Provided entries below:

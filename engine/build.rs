// Compiles the egress shaping program for the eBPF emulation backend.
// The object lands in OUT_DIR and is embedded by src/netem/ebpf.rs.

use std::env;
use std::fs;
use std::path::PathBuf;
use std::process::Command;

// EDT-based per-destination shaping: looks up the packet's source address
// (the remote machine, on a tap all traffic towards the guest carries the
// remote's address) and paces the departure timestamp to the configured
// rate, then adds the configured delay. Blocked entries are rate 0, which
// drops the packet.
const BPF_SOURCE: &str = r#"
#include <stdint.h>
#include <linux/bpf.h>
#include <linux/if_ether.h>
#include <linux/stddef.h>
#include <linux/in.h>
#include <linux/ip.h>
#include <linux/pkt_cls.h>
#include <bpf/bpf_helpers.h>
#include <bpf/bpf_endian.h>

#define TIME_HORIZON_NS (2000 * 1000 * 1000)
#define NS_PER_SEC 1000000000
#define ECN_HORIZON_NS 999999000000
#define NS_PER_US 1000

struct handle_kbps_delay
{
    __u32 throttle_rate_kbps;
    __u32 delay_us;
};

struct
{
    __uint(type, BPF_MAP_TYPE_HASH);
    __type(key, __u32);
    __type(value, struct handle_kbps_delay);
    __uint(max_entries, 65535);
} IP_HANDLE_KBPS_DELAY SEC(".maps");

/* per-flow last departure timestamp */
struct
{
    __uint(type, BPF_MAP_TYPE_HASH);
    __type(key, __u32);
    __type(value, __u64);
    __uint(max_entries, 65535);
} flow_map SEC(".maps");

struct hdr_cursor
{
    void *pos;
};

static __always_inline int parse_ethhdr(struct hdr_cursor *nh, void *data_end,
                                        struct ethhdr **ethhdr)
{
    struct ethhdr *eth = nh->pos;
    int hdrsize = sizeof(*eth);

    if (nh->pos + hdrsize > data_end)
        return TC_ACT_SHOT;

    nh->pos += hdrsize;
    *ethhdr = eth;

    return eth->h_proto;
}

static __always_inline int parse_iphdr(struct hdr_cursor *nh, void *data_end,
                                       struct iphdr **iphdr)
{
    struct iphdr *iph = nh->pos;
    int hdrsize;

    if (nh->pos + sizeof(*iph) > data_end)
        return TC_ACT_SHOT;

    hdrsize = iph->ihl * 4;
    if (hdrsize < sizeof(*iph))
        return TC_ACT_SHOT;

    if (nh->pos + hdrsize > data_end)
        return TC_ACT_SHOT;

    nh->pos += hdrsize;
    *iphdr = iph;

    return iph->protocol;
}

static __always_inline int throttle_flow(struct __sk_buff *skb, __u32 ip_address,
                                         __u32 *throttle_rate_kbps)
{
    if (*throttle_rate_kbps == 0)
        return TC_ACT_SHOT;

    __u32 key = ip_address;

    __u64 *last_tstamp = bpf_map_lookup_elem(&flow_map, &key);
    __u64 delay_ns = ((__u64)skb->len) * NS_PER_SEC / 1000 / *throttle_rate_kbps;

    __u64 now = bpf_ktime_get_ns();
    __u64 tstamp, next_tstamp = 0;

    if (last_tstamp)
        next_tstamp = *last_tstamp + delay_ns;

    tstamp = skb->tstamp;
    if (tstamp < now)
        tstamp = now;

    if (next_tstamp <= tstamp)
    {
        if (bpf_map_update_elem(&flow_map, &key, &tstamp, BPF_ANY))
            return TC_ACT_SHOT;

        return TC_ACT_OK;
    }

    /* do not queue for more than 2s, drop instead */
    if (next_tstamp - now >= TIME_HORIZON_NS)
        return TC_ACT_SHOT;

    if (next_tstamp - now >= ECN_HORIZON_NS)
        bpf_skb_ecn_set_ce(skb);

    if (bpf_map_update_elem(&flow_map, &key, &next_tstamp, BPF_EXIST))
        return TC_ACT_SHOT;

    skb->tstamp = next_tstamp;

    return TC_ACT_OK;
}

static __always_inline int inject_delay(struct __sk_buff *skb, __u32 *delay_us)
{
    __u64 delay_ns = ((__u64)*delay_us) * NS_PER_US;

    /* skb->tstamp may have been reset to 0 further up the stack */
    if (skb->tstamp == 0)
    {
        skb->tstamp = bpf_ktime_get_ns() + delay_ns;
        return TC_ACT_OK;
    }

    skb->tstamp = ((__u64)skb->tstamp) + delay_ns;

    return TC_ACT_OK;
}

SEC("tc")
int tc_main(struct __sk_buff *skb)
{
    void *data_end = (void *)(unsigned long long)skb->data_end;
    void *data = (void *)(unsigned long long)skb->data;

    struct hdr_cursor nh;
    struct ethhdr *eth;
    struct iphdr *iphdr;

    int eth_type;
    int ip_type;

    nh.pos = data;

    eth_type = parse_ethhdr(&nh, data_end, &eth);
    if (eth_type == bpf_htons(ETH_P_IP))
    {
        ip_type = parse_iphdr(&nh, data_end, &iphdr);
        if (ip_type == IPPROTO_ICMP || ip_type == IPPROTO_TCP || ip_type == IPPROTO_UDP)
        {
            __u32 ip_address = iphdr->saddr;

            struct handle_kbps_delay *val_struct =
                bpf_map_lookup_elem(&IP_HANDLE_KBPS_DELAY, &ip_address);

            if (!val_struct)
                return TC_ACT_OK;

            int ret = throttle_flow(skb, ip_address, &val_struct->throttle_rate_kbps);

            if (ret != TC_ACT_OK)
                return ret;

            return inject_delay(skb, &val_struct->delay_us);
        }
    }

    return TC_ACT_OK;
}

char _license[] SEC("license") = "GPL";
"#;

fn main() {
    println!("cargo:rerun-if-changed=build.rs");

    let out_dir = PathBuf::from(env::var("OUT_DIR").expect("OUT_DIR not set"));
    let bpf_src = out_dir.join("edt.bpf.c");
    let bpf_obj = out_dir.join("edt.bpf.o");

    fs::write(&bpf_src, BPF_SOURCE).expect("writing BPF source");

    if Command::new("clang").arg("--version").output().is_ok() {
        let status = Command::new("clang")
            .arg("-O2")
            .arg("-g")
            .arg("-target")
            .arg("bpf")
            .arg("-c")
            .arg(&bpf_src)
            .arg("-o")
            .arg(&bpf_obj)
            .status()
            .expect("executing clang");

        if !status.success() {
            panic!("BPF compilation failed, install clang and libbpf headers");
        }
    } else {
        // No clang on this machine: embed an empty object so the crate still
        // builds. Loading it at runtime fails with a clear error, the tc
        // backend remains fully usable.
        println!("cargo:warning=clang not found, eBPF emulation backend will be unavailable");
        fs::write(&bpf_obj, []).expect("writing placeholder BPF object");
    }
}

End of Provided entries.

## Task brief
The response should be every record above restated exactly.

## Result of the task
filename engine/build.rs
// Compiles the egress shaping program for the eBPF emulation backend.
// The object lands in OUT_DIR and is embedded by src/netem/ebpf.rs.

use std::env;
use std::fs;
use std::path::PathBuf;
use std::process::Command;

// EDT-based per-destination shaping: looks up the packet's source address
// (the remote machine, on a tap all traffic towards the guest carries the
// remote's address) and paces the departure timestamp to the configured
// rate, then adds the configured delay. Blocked entries are rate 0, which
// drops the packet.
const BPF_SOURCE: &str = r#"
#include <stdint.h>
#include <linux/bpf.h>
#include <linux/if_ether.h>
#include <linux/stddef.h>
#include <linux/in.h>
#include <linux/ip.h>
#include <linux/pkt_cls.h>
#include <bpf/bpf_helpers.h>
#include <bpf/bpf_endian.h>

#define TIME_HORIZON_NS (2000 * 1000 * 1000)
#define NS_PER_SEC 1000000000
#define ECN_HORIZON_NS 999999000000
#define NS_PER_US 1000

struct handle_kbps_delay
{
    __u32 throttle_rate_kbps;
    __u32 delay_us;
};

struct
{
    __uint(type, BPF_MAP_TYPE_HASH);
    __type(key, __u32);
    __type(value, struct handle_kbps_delay);
    __uint(max_entries, 65535);
} IP_HANDLE_KBPS_DELAY SEC(".maps");

/* per-flow last departure timestamp */
struct
{
    __uint(type, BPF_MAP_TYPE_HASH);
    __type(key, __u32);
    __type(value, __u64);
    __uint(max_entries, 65535);
} flow_map SEC(".maps");

struct hdr_cursor
{
    void *pos;
};

static __always_inline int parse_ethhdr(struct hdr_cursor *nh, void *data_end,
                                        struct ethhdr **ethhdr)
{
    struct ethhdr *eth = nh->pos;
    int hdrsize = sizeof(*eth);

    if (nh->pos + hdrsize > data_end)
        return TC_ACT_SHOT;

    nh->pos += hdrsize;
    *ethhdr = eth;

    return eth->h_proto;
}

static __always_inline int parse_iphdr(struct hdr_cursor *nh, void *data_end,
                                       struct iphdr **iphdr)
{
    struct iphdr *iph = nh->pos;
    int hdrsize;

    if (nh->pos + sizeof(*iph) > data_end)
        return TC_ACT_SHOT;

    hdrsize = iph->ihl * 4;
    if (hdrsize < sizeof(*iph))
        return TC_ACT_SHOT;

    if (nh->pos + hdrsize > data_end)
        return TC_ACT_SHOT;

    nh->pos += hdrsize;
    *iphdr = iph;

    return iph->protocol;
}

static __always_inline int throttle_flow(struct __sk_buff *skb, __u32 ip_address,
                                         __u32 *throttle_rate_kbps)
{
    if (*throttle_rate_kbps == 0)
        return TC_ACT_SHOT;

    __u32 key = ip_address;

    __u64 *last_tstamp = bpf_map_lookup_elem(&flow_map, &key);
    __u64 delay_ns = ((__u64)skb->len) * NS_PER_SEC / 1000 / *throttle_rate_kbps;

    __u64 now = bpf_ktime_get_ns();
    __u64 tstamp, next_tstamp = 0;

    if (last_tstamp)
        next_tstamp = *last_tstamp + delay_ns;

    tstamp = skb->tstamp;
    if (tstamp < now)
        tstamp = now;

    if (next_tstamp <= tstamp)
    {
        if (bpf_map_update_elem(&flow_map, &key, &tstamp, BPF_ANY))
            return TC_ACT_SHOT;

        return TC_ACT_OK;
    }

    /* do not queue for more than 2s, drop instead */
    if (next_tstamp - now >= TIME_HORIZON_NS)
        return TC_ACT_SHOT;

    if (next_tstamp - now >= ECN_HORIZON_NS)
        bpf_skb_ecn_set_ce(skb);

    if (bpf_map_update_elem(&flow_map, &key, &next_tstamp, BPF_EXIST))
        return TC_ACT_SHOT;

    skb->tstamp = next_tstamp;

    return TC_ACT_OK;
}

static __always_inline int inject_delay(struct __sk_buff *skb, __u32 *delay_us)
{
    __u64 delay_ns = ((__u64)*delay_us) * NS_PER_US;

    /* skb->tstamp may have been reset to 0 further up the stack */
    if (skb->tstamp == 0)
    {
        skb->tstamp = bpf_ktime_get_ns() + delay_ns;
        return TC_ACT_OK;
    }

    skb->tstamp = ((__u64)skb->tstamp) + delay_ns;

    return TC_ACT_OK;
}

SEC("tc")
int tc_main(struct __sk_buff *skb)
{
    void *data_end = (void *)(unsigned long long)skb->data_end;
    void *data = (void *)(unsigned long long)skb->data;

    struct hdr_cursor nh;
    struct ethhdr *eth;
    struct iphdr *iphdr;

    int eth_type;
    int ip_type;

    nh.pos = data;

    eth_type = parse_ethhdr(&nh, data_end, &eth);
    if (eth_type == bpf_htons(ETH_P_IP))
    {
        ip_type = parse_iphdr(&nh, data_end, &iphdr);
        if (ip_type == IPPROTO_ICMP || ip_type == IPPROTO_TCP || ip_type == IPPROTO_UDP)
        {
            __u32 ip_address = iphdr->saddr;

            struct handle_kbps_delay *val_struct =
                bpf_map_lookup_elem(&IP_HANDLE_KBPS_DELAY, &ip_address);

            if (!val_struct)
                return TC_ACT_OK;

            int ret = throttle_flow(skb, ip_address, &val_struct->throttle_rate_kbps);

            if (ret != TC_ACT_OK)
                return ret;

            return inject_delay(skb, &val_struct->delay_us);
        }
    }

    return TC_ACT_OK;
}

char _license[] SEC("license") = "GPL";
"#;

fn main() {
    println!("cargo:rerun-if-changed=build.rs");

    let out_dir = PathBuf::from(env::var("OUT_DIR").expect("OUT_DIR not set"));
    let bpf_src = out_dir.join("edt.bpf.c");
    let bpf_obj = out_dir.join("edt.bpf.o");

    fs::write(&bpf_src, BPF_SOURCE).expect("writing BPF source");

    if Command::new("clang").arg("--version").output().is_ok() {
        let status = Command::new("clang")
            .arg("-O2")
            .arg("-g")
            .arg("-target")
            .arg("bpf")
            .arg("-c")
            .arg(&bpf_src)
            .arg("-o")
            .arg(&bpf_obj)
            .status()
            .expect("executing clang");

        if !status.success() {
            panic!("BPF compilation failed, install clang and libbpf headers");
        }
    } else {
        // No clang on this machine: embed an empty object so the crate still
        // builds. Loading it at runtime fails with a clear error, the tc
        // backend remains fully usable.
        println!("cargo:warning=clang not found, eBPF emulation backend will be unavailable");
        fs::write(&bpf_obj, []).expect("writing placeholder BPF object");
    }
}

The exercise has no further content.